On 14 July 2026, the Council of the European Union published a proposal for a decision to sign an additional Protocol to the Council of Europe Convention on Laundering, Search, Seizure and Confiscation of the Proceeds from Crime and on the Financing of Terrorism (CETS No. 198). The Protocol aims to supplement and modernise the 2005 Convention for all Parties, introducing new definitions for 'financial investigation', 'virtual asset', and 'virtual asset service provider'.

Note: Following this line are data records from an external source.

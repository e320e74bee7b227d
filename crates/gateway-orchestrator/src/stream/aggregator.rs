use gateway_core::{StreamChunk, StreamChunkKind};
use std::time::Instant;
use tokio::sync::mpsc;

/// `{fullContent, chunks, tokenCount, durationSec, tokensPerSec}`
/// (spec.md §4.C "Aggregator").
#[derive(Debug, Clone)]
pub struct AggregatedStream {
    pub full_content: String,
    pub chunks: Vec<StreamChunk>,
    pub token_count: usize,
    pub duration_sec: f64,
    pub tokens_per_sec: f64,
}

/// Wraps a chunk channel so each forwarded chunk is also appended to an
/// internal buffer; on completion returns the aggregate. Forwards every
/// chunk to `downstream` before returning, so callers can both relay live
/// output and retain a complete record.
pub async fn aggregate(
    mut source: mpsc::Receiver<StreamChunk>,
    downstream: Option<mpsc::Sender<StreamChunk>>,
) -> AggregatedStream {
    let started_at = Instant::now();
    let mut full_content = String::new();
    let mut chunks = Vec::new();

    while let Some(chunk) = source.recv().await {
        if matches!(chunk.kind, StreamChunkKind::Text | StreamChunkKind::Reasoning) {
            full_content.push_str(&chunk.content);
        }
        let terminal = chunk.kind.is_terminal();
        chunks.push(chunk.clone());
        if let Some(tx) = &downstream {
            let _ = tx.send(chunk).await;
        }
        if terminal {
            break;
        }
    }

    let duration_sec = started_at.elapsed().as_secs_f64();
    let token_count = chunks
        .iter()
        .filter(|c| matches!(c.kind, StreamChunkKind::Text | StreamChunkKind::Reasoning))
        .count();
    let tokens_per_sec = if duration_sec > 0.0 { token_count as f64 / duration_sec } else { 0.0 };

    AggregatedStream { full_content, chunks, token_count, duration_sec, tokens_per_sec }
}

#[cfg(test)]
mod tests {
    use super::*;

    #[tokio::test]
    async fn aggregates_text_and_stops_at_terminal_chunk() {
        let (tx, rx) = mpsc::channel(8);
        tx.send(StreamChunk::text(0, "Hello ")).await.unwrap();
        tx.send(StreamChunk::text(1, "world")).await.unwrap();
        tx.send(StreamChunk::done(2)).await.unwrap();
        drop(tx);

        let result = aggregate(rx, None).await;
        assert_eq!(result.full_content, "Hello world");
        assert_eq!(result.chunks.len(), 3);
        assert_eq!(result.token_count, 2);
    }

    #[tokio::test]
    async fn forwards_every_chunk_downstream() {
        let (tx, rx) = mpsc::channel(8);
        let (down_tx, mut down_rx) = mpsc::channel(8);
        tx.send(StreamChunk::text(0, "hi")).await.unwrap();
        tx.send(StreamChunk::done(1)).await.unwrap();
        drop(tx);

        aggregate(rx, Some(down_tx)).await;
        assert!(down_rx.recv().await.is_some());
        assert!(down_rx.recv().await.is_some());
        assert!(down_rx.recv().await.is_none());
    }
}
//! DeepSeek binding for `gateway_core::Provider`. DeepSeek's API is
//! OpenAI-compatible, so request building and response parsing are reused
//! from `gateway_provider_openai::compat` rather than duplicated.

use async_trait::async_trait;
use gateway_core::{ChatCompletionRequest, ChatResponse, GatewayError, Provider, ProviderSpec};
use gateway_provider_openai::compat::{openai_chat_request, parse_openai_response};

const DEFAULT_BASE_URL: &str = "https://api.deepseek.com/v1";

pub struct DeepSeek {
    spec: ProviderSpec,
    http: reqwest::Client,
    base_url: String,
    api_key: String,
}

impl DeepSeek {
    pub fn new(spec: ProviderSpec, api_key: impl Into<String>) -> Self {
        Self { spec, http: reqwest::Client::new(), base_url: DEFAULT_BASE_URL.to_string(), api_key: api_key.into() }
    }

    pub fn with_base_url(mut self, base_url: impl Into<String>) -> Self {
        self.base_url = base_url.into();
        self
    }
}

#[async_trait]
impl Provider for DeepSeek {
    fn spec(&self) -> &ProviderSpec {
        &self.spec
    }

    async fn complete(&self, req: &ChatCompletionRequest) -> Result<ChatResponse, GatewayError> {
        req.validate()?;
        let builder = openai_chat_request(&self.http, &self.base_url, &self.api_key, req);
        let resp = builder.send().await?;
        parse_openai_response(resp).await
    }
}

The proposal, scheduled for discussion at the Council meeting on 20 July 2026, includes several key measures. Extended confiscation (Article 3) requires Parties to confiscate property derived from criminal conduct for money laundering, terrorism financing, or listed offences, with an option to reserve application to offences generating major economic advantage or punishable by at least four years imprisonment. Non-conviction-based confiscation (Article 4) mandates confiscation without a criminal conviction where a court finds the property derived from crime, covering cases where proceedings could not continue due to death, illness, absconding, or statute of limitations under 15 years. Third-party confiscation (Article 5) requires freezing, seizure, and confiscation of proceeds held by third parties, without prejudice to bona fide third parties' rights.

Provisional measures (Article 6) oblige Parties to enable urgent, ex parte measures to prevent asset dissipation, with temporary validity limited where not freezing or seizure orders. Investigative powers (Article 7) allow courts to order financial institutions and virtual asset service providers to make records available, with no refusal on bank secrecy grounds; Parties must enable account identification, transaction details, monitoring, and non-disclosure orders. Financial investigations (Article 8) require competent authorities to conduct proactive financial investigations for terrorism financing and offences generating major economic advantage, which may be independent, alongside, or within criminal investigations and can continue after conviction.

Central account registry (Article 9) mandates Parties to establish a central automated mechanism identifying holders of bank, payment, securities, virtual asset accounts and safe-deposit boxes, accessible to financial intelligence units, asset recovery offices, and designated authorities. Suspension of transactions (Article 10) allows financial intelligence units to urgently suspend accounts, business relationships, or transactions suspected of links to money laundering, terrorism financing, or listed offences, with maximum duration limited to strictly necessary; Parties may reserve not to apply to account or business relationship suspension.

Asset recovery office (Article 11) requires each Party to establish or designate an office to identify and trace property and cooperate cross-border, with power to take urgent provisional measures (maximum 7 working days) in cross-border cases. Access to information (Article 12) mandates asset recovery offices to have timely access to information, including immediate or direct access to real estate, citizenship, population, business, vehicle, aircraft, watercraft, and beneficial ownership registers, and immediate/direct or on-request access to mortgage, currency, border crossing, customs, financial statement, wire transfer, account balance, and virtual asset transfer data, as well as fiscal, social security, and criminal investigation information.

The Protocol significantly strengthens cross-border asset recovery by introducing extended and non-conviction-based confiscation, new obligations for virtual assets, mandatory financial investigations, central account registries, and enhanced powers for financial intelligence units and asset recovery offices. The proposal will be discussed at the Council meeting on 20 July 2026, after which the Council may adopt the decision to sign the Protocol on behalf of the EU.